Во время этой страстной речи Стефани, испуганная, зачарованная и прекрасная, свернулась клубочком в уголке наводившего на размышления восточного дивана, глядела на Каупервуда с выражением, говорящим, что, несмотря на все свои актерские штучки, она все-таки любила его. Его сильная, властная фигура, обращавшаяся к ней с безжалостными словами, захватила ее богатое воображение. Она успела немного прикрыться, но ее смуглые руки и плечи, верхняя часть груди, округлые колени и ноги до лодыжек оставались обнаженными. Ее наивное лицо в ореоле черных волос было преисполнено горестной печали. Она была не на шутку напугана, ибо в глубине души всегда благоговела перед Каупервудом – необычным, суровым, обворожительным мужчиной. Теперь она сидела и смотрела, все еще надеясь умилостивить его патетичным выражением лица и смятенностью, в то время как Каупервуд, бесстрастный к ее уловкам и не скрывавший презрения к ее любовнику, просто стоял перед ними и улыбался. Скоро ей стало ясно, что она теряет этого сурового, удивительного человека. Рядом с ним бледный поэт Гарни выглядел довольно жалким суррогатом романтического образа. Она хотела что-то сказать, обратиться с последней мольбой, но было совершенно ясно, что Каупервуд не примет ее оправданий; кроме того, Гарни по-прежнему находился в комнате. В ее горле застрял комок, глаза наполнились слезами, и даже сейчас обуревавшие ее чувства одержали верх над доводами разума. Каупервуду было хорошо знакомо это выражение, и оно было единственным триумфом, на который он мог рассчитывать.
– Стефани, – сказал он, – на прощание я хочу сказать лишь одно. Разумеется, мы больше никогда не увидимся.
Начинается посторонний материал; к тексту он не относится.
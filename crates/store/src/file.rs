//! Segment file identity and naming.

use std::fmt;

use serde::{Deserialize, Serialize};
use sluice_primitives::BlockRange;

/// What a segment file holds.
#[derive(Copy, Clone, Debug, Eq, PartialEq, Serialize, Deserialize)]
pub enum SegmentKind {
    /// Full state valid through the end block minus one.
    Snapshot,
    /// Deltas produced over the range.
    Partial,
}

/// Identity of one persisted segment file for a store module.
#[derive(Clone, Debug, Eq, PartialEq, Serialize, Deserialize)]
pub struct FileInfo {
    pub module_hash: String,
    pub filename: String,
    pub kind: SegmentKind,
    pub range: BlockRange,
}

impl FileInfo {
    pub fn snapshot(module_hash: impl Into<String>, block: u64) -> Self {
        let module_hash = module_hash.into();
        Self {
            filename: snapshot_filename(&module_hash, block),
            module_hash,
            kind: SegmentKind::Snapshot,
            range: BlockRange::new(0, block),
        }
    }

    pub fn partial(module_hash: impl Into<String>, range: BlockRange) -> Self {
        let module_hash = module_hash.into();
        Self {
            filename: partial_filename(&module_hash, range),
            module_hash,
            kind: SegmentKind::Partial,
            range,
        }
    }
}

impl fmt::Display for FileInfo {
    fn fmt(&self, f: &mut fmt::Formatter<'_>) -> fmt::Result {
        f.write_str(&self.filename)
    }
}

/// `<hash>/<block>.kv`
pub fn snapshot_filename(module_hash: &str, block: u64) -> String {
    format!("{module_hash}/{block}.kv")
}

/// `<hash>/<start>-<end>.partial`
pub fn partial_filename(module_hash: &str, range: BlockRange) -> String {
    format!(
        "{module_hash}/{}-{}.partial",
        range.start_block(),
        range.exclusive_end_block()
    )
}
//! User-submitted module definitions.

use std::fmt;
use std::str::FromStr;

use serde::{Deserialize, Serialize};
use thiserror::Error;

/// How a store module folds a new value for a key into its existing state.
#[derive(Copy, Clone, Debug, Eq, PartialEq, Hash, Serialize, Deserialize)]
#[serde(rename_all = "snake_case")]
pub enum UpdatePolicy {
    Set,
    SetIfNotExists,
    Add,
    Min,
    Max,
    Append,
}

impl UpdatePolicy {
    /// Short policy tag used in host-side diagnostics.
    pub fn as_str(&self) -> &'static str {
        match self {
            UpdatePolicy::Set => "replace",
            UpdatePolicy::SetIfNotExists => "ignore",
            UpdatePolicy::Add => "add",
            UpdatePolicy::Min => "min",
            UpdatePolicy::Max => "max",
            UpdatePolicy::Append => "append",
        }
    }
}

impl fmt::Display for UpdatePolicy {
    fn fmt(&self, f: &mut fmt::Formatter<'_>) -> fmt::Result {
        f.write_str(self.as_str())
    }
}

/// Declared type of the values a store holds.
#[derive(Copy, Clone, Debug, Eq, PartialEq, Hash, Serialize, Deserialize)]
#[serde(rename_all = "snake_case")]
pub enum ValueType {
    Bytes,
    String,
    Int64,
    Float64,
    BigInt,
    BigDecimal,
}

impl ValueType {
    pub fn as_str(&self) -> &'static str {
        match self {
            ValueType::Bytes => "bytes",
            ValueType::String => "string",
            ValueType::Int64 => "int64",
            ValueType::Float64 => "float64",
            ValueType::BigInt => "bigint",
            ValueType::BigDecimal => "bigdecimal",
        }
    }
}

impl fmt::Display for ValueType {
    fn fmt(&self, f: &mut fmt::Formatter<'_>) -> fmt::Result {
        f.write_str(self.as_str())
    }
}

#[derive(Debug, Error)]
#[error("unknown value type {0:?}")]
pub struct ValueTypeParseError(String);

impl FromStr for ValueType {
    type Err = ValueTypeParseError;

    fn from_str(s: &str) -> Result<Self, Self::Err> {
        match s {
            "bytes" => Ok(ValueType::Bytes),
            "string" => Ok(ValueType::String),
            "int64" => Ok(ValueType::Int64),
            "float64" => Ok(ValueType::Float64),
            "bigint" => Ok(ValueType::BigInt),
            // Older manifests spell bigdecimal as bigfloat.
            "bigdecimal" | "bigfloat" => Ok(ValueType::BigDecimal),
            other => Err(ValueTypeParseError(other.to_owned())),
        }
    }
}

/// Store-module behaviour declaration.
#[derive(Copy, Clone, Debug, Eq, PartialEq, Serialize, Deserialize)]
pub struct StoreSpec {
    pub update_policy: UpdatePolicy,
    pub value_type: ValueType,
}

impl StoreSpec {
    pub fn new(update_policy: UpdatePolicy, value_type: ValueType) -> Self {
        Self {
            update_policy,
            value_type,
        }
    }
}

/// What a module computes.
#[derive(Clone, Debug, Eq, PartialEq, Serialize, Deserialize)]
pub enum ModuleKind {
    /// Consumes inputs, emits an output payload per block.
    Mapper,
    /// Consumes inputs, mutates keyed state under an update policy.
    Store(StoreSpec),
}

/// One module of a user-submitted processing graph.
#[derive(Clone, Debug, Eq, PartialEq, Serialize, Deserialize)]
pub struct ModuleDef {
    pub name: String,
    pub kind: ModuleKind,
    /// First block this module applies to.
    pub initial_block: u64,
    /// Names of upstream modules, in declaration order.
    pub inputs: Vec<String>,
    /// Compiled wasm binary.
    pub binary: Vec<u8>,
    /// Exported guest function to invoke.
    pub entrypoint: String,
}

impl ModuleDef {
    pub fn mapper(name: impl Into<String>) -> Self {
        Self {
            name: name.into(),
            kind: ModuleKind::Mapper,
            initial_block: 0,
            inputs: Vec::new(),
            binary: Vec::new(),
            entrypoint: "run".to_owned(),
        }
    }

    pub fn store(
        name: impl Into<String>,
        update_policy: UpdatePolicy,
        value_type: ValueType,
    ) -> Self {
        Self {
            name: name.into(),
            kind: ModuleKind::Store(StoreSpec::new(update_policy, value_type)),
            initial_block: 0,
            inputs: Vec::new(),
            binary: Vec::new(),
            entrypoint: "run".to_owned(),
        }
    }

    pub fn with_initial_block(mut self, initial_block: u64) -> Self {
        self.initial_block = initial_block;
        self
    }

    pub fn with_inputs(mut self, inputs: impl IntoIterator<Item = impl Into<String>>) -> Self {
        self.inputs = inputs.into_iter().map(Into::into).collect();
        self
    }

    pub fn with_binary(mut self, binary: Vec<u8>) -> Self {
        self.binary = binary;
        self
    }

    pub fn with_entrypoint(mut self, entrypoint: impl Into<String>) -> Self {
        self.entrypoint = entrypoint.into();
        self
    }

    pub fn is_store(&self) -> bool {
        matches!(self.kind, ModuleKind::Store(_))
    }

    pub fn store_spec(&self) -> Option<&StoreSpec> {
        match &self.kind {
            ModuleKind::Store(spec) => Some(spec),
            ModuleKind::Mapper => None,
        }
    }
}
use sluice_graph::GraphError;
use sluice_store::StoreError;
use thiserror::Error;

use crate::worker::WorkError;

pub type OrchestratorResult<T> = Result<T, OrchestratorError>;

#[derive(Debug, Error)]
pub enum OrchestratorError {
    #[error("process job result for module {module:?}: job ended in error: {source}")]
    JobFailed {
        module: String,
        #[source]
        source: WorkError,
    },

    #[error("process job result for module {module:?}: on job terminated: {source}")]
    OnJobTerminated { module: String, source: anyhow::Error },

    #[error("operation canceled")]
    Canceled,

    #[error(transparent)]
    Graph(#[from] GraphError),

    #[error(transparent)]
    Store(#[from] StoreError),

    #[error("no squash state for store {0:?}")]
    UnknownStore(String),
}
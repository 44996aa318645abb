use sluice_store::StoreError;
use thiserror::Error;

pub type WasmResult<T> = Result<T, WasmError>;

#[derive(Debug, Error)]
pub enum WasmError {
    #[error("could not compile wasm module: {0}")]
    Compile(anyhow::Error),

    #[error("could not instantiate wasm module for {module:?}: {source}")]
    Instantiate {
        module: String,
        source: anyhow::Error,
    },

    #[error("could not find entrypoint function {entrypoint:?} for module {module:?}")]
    MissingEntrypoint { module: String, entrypoint: String },

    #[error("module {module:?} exports no alloc function")]
    MissingAlloc { module: String },

    #[error("module {module:?} exports no linear memory")]
    MissingMemory { module: String },

    #[error("writing argument {name:?} for module {module:?}: {source}")]
    ArgumentWrite {
        module: String,
        name: String,
        source: anyhow::Error,
    },

    #[error("module {module:?}: invalid store operation {op:?}, only valid for stores with {expectation}")]
    InvalidStoreOperation {
        module: String,
        op: String,
        expectation: String,
    },

    #[error("module {module:?}: unknown store handle {index}")]
    UnknownStoreIndex { module: String, index: usize },

    #[error("module {module:?}: no writable output store")]
    NoOutputStore { module: String },

    #[error("module {module:?}: {source}")]
    StoreValue {
        module: String,
        #[source]
        source: StoreError,
    },

    #[error("executing module {module:?}: {source}")]
    Execution {
        module: String,
        source: anyhow::Error,
    },
}
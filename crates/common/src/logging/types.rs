//! Configuration types for the logging subsystem.

use std::path::PathBuf;

use tracing_appender::rolling::Rotation;
use tracing_subscriber::fmt::format::FmtSpan;

/// Configuration for the stdout/stderr logging layer
#[derive(Debug, Clone)]
pub struct StdoutConfig {
    /// Use JSON format instead of compact format
    pub json_format: bool,
    /// Span events to log (ENTER, EXIT, CLOSE, etc.)
    pub fmt_span: FmtSpan,
}

impl Default for StdoutConfig {
    fn default() -> Self {
        Self {
            json_format: false,
            // Log CLOSE events to capture span duration
            fmt_span: FmtSpan::CLOSE,
        }
    }
}

/// Configuration for file-based logging with rotation
#[derive(Debug, Clone)]
pub struct FileLoggingConfig {
    /// Directory where log files will be written
    pub directory: PathBuf,
    /// Base filename prefix (e.g., "sluice" -> "sluice.log")
    pub file_name_prefix: String,
    /// Rotation strategy (daily, hourly, never, size-based)
    pub rotation: Rotation,
    /// Use JSON format for file logs (default: false, uses compact)
    pub json_format: bool,
}

impl FileLoggingConfig {
    pub fn new(directory: PathBuf, file_name_prefix: String) -> Self {
        Self {
            directory,
            file_name_prefix,
            rotation: Rotation::DAILY,
            json_format: false,
        }
    }

    pub fn with_rotation(mut self, rotation: Rotation) -> Self {
        self.rotation = rotation;
        self
    }

    pub fn with_json_format(mut self, json_format: bool) -> Self {
        self.json_format = json_format;
        self
    }
}

/// Main logger configuration
#[derive(Debug, Clone)]
pub struct LoggerConfig {
    /// Service name included in the init log line
    pub service_name: String,
    /// Stdout layer configuration
    pub stdout_config: StdoutConfig,
    /// Optional file logging configuration
    pub file_logging_config: Option<FileLoggingConfig>,
}

impl LoggerConfig {
    pub fn new(service_name: String) -> Self {
        Self {
            service_name,
            stdout_config: StdoutConfig::default(),
            file_logging_config: None,
        }
    }

    pub fn with_json_logging(mut self, json_format: bool) -> Self {
        self.stdout_config.json_format = json_format;
        self
    }

    pub fn with_file_logging(mut self, file_config: FileLoggingConfig) -> Self {
        self.file_logging_config = Some(file_config);
        self
    }
}
use std::sync::{Mutex, PoisonError};

use chrono::{DateTime, Duration, Utc};

/// Wall-clock source for booking timestamps and the cancellation window.
pub trait Clock: Send + Sync + std::fmt::Debug {
    fn now(&self) -> DateTime<Utc>;
}

#[derive(Debug, Default, Clone, Copy)]
pub struct SystemClock;

impl Clock for SystemClock {
    fn now(&self) -> DateTime<Utc> {
        Utc::now()
    }
}

/// Clock that only moves when told to. Used by scripted scenarios and tests
/// to simulate minutes passing between booking and cancellation.
#[derive(Debug)]
pub struct ManualClock {
    now: Mutex<DateTime<Utc>>,
}

impl ManualClock {
    pub fn new(start: DateTime<Utc>) -> Self {
        Self {
            now: Mutex::new(start),
        }
    }

    pub fn advance(&self, by: Duration) {
        let mut now = self.now.lock().unwrap_or_else(PoisonError::into_inner);
        *now += by;
    }

    pub fn advance_minutes(&self, minutes: i64) {
        self.advance(Duration::minutes(minutes));
    }
}

impl Default for ManualClock {
    fn default() -> Self {
        Self::new(DateTime::<Utc>::default())
    }
}

impl Clock for ManualClock {
    fn now(&self) -> DateTime<Utc> {
        *self.now.lock().unwrap_or_else(PoisonError::into_inner)
    }
}
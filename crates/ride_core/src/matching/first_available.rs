use crate::model::{CarCategory, Driver};
use crate::random::RandomSource;

use super::algorithm::MatchingAlgorithm;
use super::types::MatchCandidate;

/// Deterministic baseline: the first available driver of the requested
/// category in registration order, else the first available driver of any
/// category.
///
/// Useful for scripted demos and for tests that need a predictable pick.
#[derive(Debug, Default)]
pub struct FirstAvailableMatching;

impl MatchingAlgorithm for FirstAvailableMatching {
    fn select_driver(
        &self,
        category: CarCategory,
        drivers: &[Driver],
        _rng: &dyn RandomSource,
    ) -> Option<MatchCandidate> {
        drivers
            .iter()
            .find(|d| d.available && d.category() == category)
            .or_else(|| drivers.iter().find(|d| d.available))
            .map(|d| MatchCandidate {
                driver_id: d.id,
                simulated_distance_km: 0.0,
            })
    }
}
Ты хорошая актриса и должна держаться за свое ремесло. Ты сможешь преуспеть в нем и стать звездой театра, если не будешь слишком растрачивать его на твоих любовников. Что касается свободной любви, то, наверное, она присуща твоему характеру, но портит твою репутацию. Спокойной ночи.
Он повернулся и быстро вышел из комнаты.
– О, Фрэнк! – простонала Стефани призывным голосом, исполненным отчаяния, прямо на глазах у своего потрясенного любовника. Гарни застыл с открытым ртом и вытаращенными глазами.
Каупервуд не обратил внимания на ее призыв. Он прошел по темному коридору и спустился по лестнице. На какой-то момент соблазнительный образ прекрасной, загадочной, безнравственной и распутной женщины, – сладостного ядовитого цветка, которым она была для него, – снова предстал перед ним.
– К черту! – воскликнул он. – К дьяволу эту маленькую тварь!
Его слова были такими жестокими, грубыми и горькими, потому что он впервые по-настоящему узнал, что значит любить и потерять, пылко стремиться к своему и не получить этого, – ни теперь и никогда потом. Он был твердо уверен, что его путь больше никогда не пересечется со Стефани Плэтоу.